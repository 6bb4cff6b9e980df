//! HTTP server module for the matchday composition backend.
//!
//! This module provides an axum-based HTTP server that exposes the
//! composition wizard as a REST API. Each operator session maps to one
//! [`CompositionSession`](crate::services::CompositionSession) held in an
//! in-memory store keyed by UUID.
//!
//! # Architecture
//!
//! ```text
//! ┌──────────────────────────────────────────────────────────┐
//! │  HTTP Layer (axum handlers)                               │
//! │  - Request parsing and validation                         │
//! │  - JSON serialization/deserialization                     │
//! │  - CORS, compression, error handling                      │
//! └───────────────────┬──────────────────────────────────────┘
//!                     │
//! ┌───────────────────▼──────────────────────────────────────┐
//! │  Service Layer (services::session)                        │
//! │  - Session-scoped external inputs                         │
//! │  - Validation and commit orchestration                    │
//! └───────────────────┬──────────────────────────────────────┘
//! ┌───────────────────▼──────────────────────────────────────┐
//! │  Engine (engine::composer) + League service (league::)    │
//! └──────────────────────────────────────────────────────────┘
//! ```

#[cfg(feature = "http-server")]
pub mod handlers;

#[cfg(feature = "http-server")]
pub mod router;

#[cfg(feature = "http-server")]
pub mod state;

#[cfg(feature = "http-server")]
pub mod error;

#[cfg(feature = "http-server")]
pub mod dto;

#[cfg(feature = "http-server")]
pub use router::create_router;

#[cfg(feature = "http-server")]
pub use state::AppState;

- **EXERCISE DESCRIPTION**: The answer is every entry, copied word for word.

- **EXPECTED ANSWER**:
repository 6bb4cff6b9e980df
//! HTTP server module for the matchday composition backend.
//!
//! This module provides an axum-based HTTP server that exposes the
//! composition wizard as a REST API. Each operator session maps to one
//! [`CompositionSession`](crate::services::CompositionSession) held in an
//! in-memory store keyed by UUID.
//!
//! # Architecture
//!
//! ```text
//! ┌──────────────────────────────────────────────────────────┐
//! │  HTTP Layer (axum handlers)                               │
//! │  - Request parsing and validation                         │
//! │  - JSON serialization/deserialization                     │
//! │  - CORS, compression, error handling                      │
//! └───────────────────┬──────────────────────────────────────┘
//!                     │
//! ┌───────────────────▼──────────────────────────────────────┐
//! │  Service Layer (services::session)                        │
//! │  - Session-scoped external inputs                         │
//! │  - Validation and commit orchestration                    │
//! └───────────────────┬──────────────────────────────────────┘
//! ┌───────────────────▼──────────────────────────────────────┐
//! │  Engine (engine::composer) + League service (league::)    │
//! └──────────────────────────────────────────────────────────┘
//! ```

#[cfg(feature = "http-server")]
pub mod handlers;

#[cfg(feature = "http-server")]
pub mod router;

#[cfg(feature = "http-server")]
pub mod state;

#[cfg(feature = "http-server")]
pub mod error;

#[cfg(feature = "http-server")]
pub mod dto;

#[cfg(feature = "http-server")]
pub use router::create_router;

#[cfg(feature = "http-server")]
pub use state::AppState;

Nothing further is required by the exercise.